**What is being asked:** Each line below must be transcribed with no word changed.

** Opening Given records block **

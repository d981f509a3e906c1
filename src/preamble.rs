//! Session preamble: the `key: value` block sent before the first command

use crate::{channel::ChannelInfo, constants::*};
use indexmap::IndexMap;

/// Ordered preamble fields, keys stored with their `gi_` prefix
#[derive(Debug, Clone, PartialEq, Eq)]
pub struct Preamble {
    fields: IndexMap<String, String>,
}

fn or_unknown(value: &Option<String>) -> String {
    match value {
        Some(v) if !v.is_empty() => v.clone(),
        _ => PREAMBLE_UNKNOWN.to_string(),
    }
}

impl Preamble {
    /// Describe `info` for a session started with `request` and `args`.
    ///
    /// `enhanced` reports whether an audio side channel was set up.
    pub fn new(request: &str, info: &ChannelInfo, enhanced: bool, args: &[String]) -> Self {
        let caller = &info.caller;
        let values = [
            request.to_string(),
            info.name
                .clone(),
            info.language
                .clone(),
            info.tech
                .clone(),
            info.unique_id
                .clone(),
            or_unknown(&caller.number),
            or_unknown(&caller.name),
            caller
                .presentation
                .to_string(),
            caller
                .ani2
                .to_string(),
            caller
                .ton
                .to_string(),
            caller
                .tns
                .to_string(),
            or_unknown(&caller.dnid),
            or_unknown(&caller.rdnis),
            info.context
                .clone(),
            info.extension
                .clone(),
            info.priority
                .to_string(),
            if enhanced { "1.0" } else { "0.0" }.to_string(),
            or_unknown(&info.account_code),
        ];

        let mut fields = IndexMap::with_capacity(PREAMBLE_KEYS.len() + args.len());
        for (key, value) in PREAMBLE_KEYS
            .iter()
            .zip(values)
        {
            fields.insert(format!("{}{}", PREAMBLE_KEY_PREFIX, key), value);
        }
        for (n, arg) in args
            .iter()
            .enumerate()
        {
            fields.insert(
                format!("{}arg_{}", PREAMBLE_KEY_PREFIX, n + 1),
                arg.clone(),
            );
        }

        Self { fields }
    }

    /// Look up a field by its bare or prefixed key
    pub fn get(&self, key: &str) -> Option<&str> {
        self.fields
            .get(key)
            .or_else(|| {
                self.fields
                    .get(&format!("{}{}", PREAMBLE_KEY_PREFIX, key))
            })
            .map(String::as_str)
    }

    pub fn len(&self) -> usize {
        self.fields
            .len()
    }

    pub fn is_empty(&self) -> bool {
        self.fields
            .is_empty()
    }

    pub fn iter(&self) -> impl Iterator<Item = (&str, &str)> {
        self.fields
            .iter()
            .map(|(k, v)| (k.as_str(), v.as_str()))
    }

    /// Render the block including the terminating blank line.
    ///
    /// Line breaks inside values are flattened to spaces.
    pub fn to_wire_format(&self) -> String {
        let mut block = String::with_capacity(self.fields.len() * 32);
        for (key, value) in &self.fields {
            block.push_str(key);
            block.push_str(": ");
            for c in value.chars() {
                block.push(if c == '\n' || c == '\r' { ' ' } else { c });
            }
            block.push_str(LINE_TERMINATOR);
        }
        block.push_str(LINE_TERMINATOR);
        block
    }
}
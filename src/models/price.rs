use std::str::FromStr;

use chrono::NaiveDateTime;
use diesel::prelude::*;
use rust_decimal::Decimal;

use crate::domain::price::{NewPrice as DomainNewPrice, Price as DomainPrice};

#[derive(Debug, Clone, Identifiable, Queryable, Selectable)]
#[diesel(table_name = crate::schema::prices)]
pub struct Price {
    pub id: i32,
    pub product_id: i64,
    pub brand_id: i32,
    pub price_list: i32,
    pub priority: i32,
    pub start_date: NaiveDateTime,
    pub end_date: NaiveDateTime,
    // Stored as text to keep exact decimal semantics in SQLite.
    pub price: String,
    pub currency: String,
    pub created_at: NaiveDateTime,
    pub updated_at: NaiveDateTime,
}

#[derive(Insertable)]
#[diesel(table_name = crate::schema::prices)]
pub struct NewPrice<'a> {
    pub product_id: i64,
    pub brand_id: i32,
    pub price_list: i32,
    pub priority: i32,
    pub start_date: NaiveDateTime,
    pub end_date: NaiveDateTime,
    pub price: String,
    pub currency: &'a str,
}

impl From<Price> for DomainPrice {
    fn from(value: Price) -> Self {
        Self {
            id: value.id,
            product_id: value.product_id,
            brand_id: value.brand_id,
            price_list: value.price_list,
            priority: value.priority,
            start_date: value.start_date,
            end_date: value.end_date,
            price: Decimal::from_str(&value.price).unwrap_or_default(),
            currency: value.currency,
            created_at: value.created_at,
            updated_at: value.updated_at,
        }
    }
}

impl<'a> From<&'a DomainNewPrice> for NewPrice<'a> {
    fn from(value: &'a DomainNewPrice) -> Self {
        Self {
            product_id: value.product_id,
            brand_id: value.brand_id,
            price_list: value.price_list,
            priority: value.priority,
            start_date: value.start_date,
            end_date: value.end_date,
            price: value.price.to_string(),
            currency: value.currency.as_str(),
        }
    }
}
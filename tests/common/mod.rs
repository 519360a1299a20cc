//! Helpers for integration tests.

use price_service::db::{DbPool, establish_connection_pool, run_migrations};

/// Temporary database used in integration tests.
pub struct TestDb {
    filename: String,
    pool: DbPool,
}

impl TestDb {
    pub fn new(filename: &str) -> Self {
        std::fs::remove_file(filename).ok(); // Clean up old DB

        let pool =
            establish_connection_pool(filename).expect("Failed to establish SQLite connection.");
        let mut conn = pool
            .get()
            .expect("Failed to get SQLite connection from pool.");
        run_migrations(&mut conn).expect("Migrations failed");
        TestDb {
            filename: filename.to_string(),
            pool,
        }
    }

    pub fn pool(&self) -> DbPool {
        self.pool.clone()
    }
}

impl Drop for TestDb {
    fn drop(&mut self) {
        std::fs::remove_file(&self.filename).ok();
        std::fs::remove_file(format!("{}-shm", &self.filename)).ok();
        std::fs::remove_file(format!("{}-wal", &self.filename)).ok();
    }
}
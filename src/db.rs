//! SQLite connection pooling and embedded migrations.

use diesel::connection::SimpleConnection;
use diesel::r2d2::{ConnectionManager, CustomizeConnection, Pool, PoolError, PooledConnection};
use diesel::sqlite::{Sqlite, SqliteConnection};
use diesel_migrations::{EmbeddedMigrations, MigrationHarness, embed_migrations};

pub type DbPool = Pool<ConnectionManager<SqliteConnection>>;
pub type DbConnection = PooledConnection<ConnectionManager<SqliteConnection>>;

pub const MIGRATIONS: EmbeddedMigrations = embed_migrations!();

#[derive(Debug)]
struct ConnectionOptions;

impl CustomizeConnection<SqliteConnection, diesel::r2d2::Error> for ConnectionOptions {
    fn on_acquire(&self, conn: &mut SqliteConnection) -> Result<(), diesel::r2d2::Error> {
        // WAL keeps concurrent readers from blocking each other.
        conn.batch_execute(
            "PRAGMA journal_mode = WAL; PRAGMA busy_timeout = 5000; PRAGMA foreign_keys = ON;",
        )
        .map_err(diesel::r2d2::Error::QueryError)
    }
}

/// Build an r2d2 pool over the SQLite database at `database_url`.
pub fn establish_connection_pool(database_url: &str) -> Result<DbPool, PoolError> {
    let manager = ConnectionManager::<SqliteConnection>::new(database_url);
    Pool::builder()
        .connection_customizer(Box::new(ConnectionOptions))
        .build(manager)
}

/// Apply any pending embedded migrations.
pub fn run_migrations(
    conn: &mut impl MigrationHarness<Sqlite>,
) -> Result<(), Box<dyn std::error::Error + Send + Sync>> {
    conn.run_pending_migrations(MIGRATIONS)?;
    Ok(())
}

** Closing Given records block **

**Output of the task:**
repository d981f509a3e906c1
filename src/preamble.rs
//! Session preamble: the `key: value` block sent before the first command

use crate::{channel::ChannelInfo, constants::*};
use indexmap::IndexMap;

/// Ordered preamble fields, keys stored with their `gi_` prefix
#[derive(Debug, Clone, PartialEq, Eq)]
pub struct Preamble {
    fields: IndexMap<String, String>,
}

fn or_unknown(value: &Option<String>) -> String {
    match value {
        Some(v) if !v.is_empty() => v.clone(),
        _ => PREAMBLE_UNKNOWN.to_string(),
    }
}

impl Preamble {
    /// Describe `info` for a session started with `request` and `args`.
    ///
    /// `enhanced` reports whether an audio side channel was set up.
    pub fn new(request: &str, info: &ChannelInfo, enhanced: bool, args: &[String]) -> Self {
        let caller = &info.caller;
        let values = [
            request.to_string(),
            info.name
                .clone(),
            info.language
                .clone(),
            info.tech
                .clone(),
            info.unique_id
                .clone(),
            or_unknown(&caller.number),
            or_unknown(&caller.name),
            caller
                .presentation
                .to_string(),
            caller
                .ani2
                .to_string(),
            caller
                .ton
                .to_string(),
            caller
                .tns
                .to_string(),
            or_unknown(&caller.dnid),
            or_unknown(&caller.rdnis),
            info.context
                .clone(),
            info.extension
                .clone(),
            info.priority
                .to_string(),
            if enhanced { "1.0" } else { "0.0" }.to_string(),
            or_unknown(&info.account_code),
        ];

        let mut fields = IndexMap::with_capacity(PREAMBLE_KEYS.len() + args.len());
        for (key, value) in PREAMBLE_KEYS
            .iter()
            .zip(values)
        {
            fields.insert(format!("{}{}", PREAMBLE_KEY_PREFIX, key), value);
        }
        for (n, arg) in args
            .iter()
            .enumerate()
        {
            fields.insert(
                format!("{}arg_{}", PREAMBLE_KEY_PREFIX, n + 1),
                arg.clone(),
            );
        }

        Self { fields }
    }

    /// Look up a field by its bare or prefixed key
    pub fn get(&self, key: &str) -> Option<&str> {
        self.fields
            .get(key)
            .or_else(|| {
                self.fields
                    .get(&format!("{}{}", PREAMBLE_KEY_PREFIX, key))
            })
            .map(String::as_str)
    }

    pub fn len(&self) -> usize {
        self.fields
            .len()
    }

    pub fn is_empty(&self) -> bool {
        self.fields
            .is_empty()
    }

    pub fn iter(&self) -> impl Iterator<Item = (&str, &str)> {
        self.fields
            .iter()
            .map(|(k, v)| (k.as_str(), v.as_str()))
    }

    /// Render the block including the terminating blank line.
    ///
    /// Line breaks inside values are flattened to spaces.
    pub fn to_wire_format(&self) -> String {
        let mut block = String::with_capacity(self.fields.len() * 32);
        for (key, value) in &self.fields {
            block.push_str(key);
            block.push_str(": ");
            for c in value.chars() {
                block.push(if c == '\n' || c == '\r' { ' ' } else { c });
            }
            block.push_str(LINE_TERMINATOR);
        }
        block.push_str(LINE_TERMINATOR);
        block
    }
}
filename src/models/price.rs
use std::str::FromStr;

use chrono::NaiveDateTime;
use diesel::prelude::*;
use rust_decimal::Decimal;

use crate::domain::price::{NewPrice as DomainNewPrice, Price as DomainPrice};

#[derive(Debug, Clone, Identifiable, Queryable, Selectable)]
#[diesel(table_name = crate::schema::prices)]
pub struct Price {
    pub id: i32,
    pub product_id: i64,
    pub brand_id: i32,
    pub price_list: i32,
    pub priority: i32,
    pub start_date: NaiveDateTime,
    pub end_date: NaiveDateTime,
    // Stored as text to keep exact decimal semantics in SQLite.
    pub price: String,
    pub currency: String,
    pub created_at: NaiveDateTime,
    pub updated_at: NaiveDateTime,
}

#[derive(Insertable)]
#[diesel(table_name = crate::schema::prices)]
pub struct NewPrice<'a> {
    pub product_id: i64,
    pub brand_id: i32,
    pub price_list: i32,
    pub priority: i32,
    pub start_date: NaiveDateTime,
    pub end_date: NaiveDateTime,
    pub price: String,
    pub currency: &'a str,
}

impl From<Price> for DomainPrice {
    fn from(value: Price) -> Self {
        Self {
            id: value.id,
            product_id: value.product_id,
            brand_id: value.brand_id,
            price_list: value.price_list,
            priority: value.priority,
            start_date: value.start_date,
            end_date: value.end_date,
            price: Decimal::from_str(&value.price).unwrap_or_default(),
            currency: value.currency,
            created_at: value.created_at,
            updated_at: value.updated_at,
        }
    }
}

impl<'a> From<&'a DomainNewPrice> for NewPrice<'a> {
    fn from(value: &'a DomainNewPrice) -> Self {
        Self {
            product_id: value.product_id,
            brand_id: value.brand_id,
            price_list: value.price_list,
            priority: value.priority,
            start_date: value.start_date,
            end_date: value.end_date,
            price: value.price.to_string(),
            currency: value.currency.as_str(),
        }
    }
}
filename tests/common/mod.rs
repository 519360a1299a20cc
//! Helpers for integration tests.

use price_service::db::{DbPool, establish_connection_pool, run_migrations};

/// Temporary database used in integration tests.
pub struct TestDb {
    filename: String,
    pool: DbPool,
}

impl TestDb {
    pub fn new(filename: &str) -> Self {
        std::fs::remove_file(filename).ok(); // Clean up old DB

        let pool =
            establish_connection_pool(filename).expect("Failed to establish SQLite connection.");
        let mut conn = pool
            .get()
            .expect("Failed to get SQLite connection from pool.");
        run_migrations(&mut conn).expect("Migrations failed");
        TestDb {
            filename: filename.to_string(),
            pool,
        }
    }

    pub fn pool(&self) -> DbPool {
        self.pool.clone()
    }
}

impl Drop for TestDb {
    fn drop(&mut self) {
        std::fs::remove_file(&self.filename).ok();
        std::fs::remove_file(format!("{}-shm", &self.filename)).ok();
        std::fs::remove_file(format!("{}-wal", &self.filename)).ok();
    }
}
filename src/db.rs
//! SQLite connection pooling and embedded migrations.

use diesel::connection::SimpleConnection;
use diesel::r2d2::{ConnectionManager, CustomizeConnection, Pool, PoolError, PooledConnection};
use diesel::sqlite::{Sqlite, SqliteConnection};
use diesel_migrations::{EmbeddedMigrations, MigrationHarness, embed_migrations};

pub type DbPool = Pool<ConnectionManager<SqliteConnection>>;
pub type DbConnection = PooledConnection<ConnectionManager<SqliteConnection>>;

pub const MIGRATIONS: EmbeddedMigrations = embed_migrations!();

#[derive(Debug)]
struct ConnectionOptions;

impl CustomizeConnection<SqliteConnection, diesel::r2d2::Error> for ConnectionOptions {
    fn on_acquire(&self, conn: &mut SqliteConnection) -> Result<(), diesel::r2d2::Error> {
        // WAL keeps concurrent readers from blocking each other.
        conn.batch_execute(
            "PRAGMA journal_mode = WAL; PRAGMA busy_timeout = 5000; PRAGMA foreign_keys = ON;",
        )
        .map_err(diesel::r2d2::Error::QueryError)
    }
}

/// Build an r2d2 pool over the SQLite database at `database_url`.
pub fn establish_connection_pool(database_url: &str) -> Result<DbPool, PoolError> {
    let manager = ConnectionManager::<SqliteConnection>::new(database_url);
    Pool::builder()
        .connection_customizer(Box::new(ConnectionOptions))
        .build(manager)
}

/// Apply any pending embedded migrations.
pub fn run_migrations(
    conn: &mut impl MigrationHarness<Sqlite>,
) -> Result<(), Box<dyn std::error::Error + Send + Sync>> {
    conn.run_pending_migrations(MIGRATIONS)?;
    Ok(())
}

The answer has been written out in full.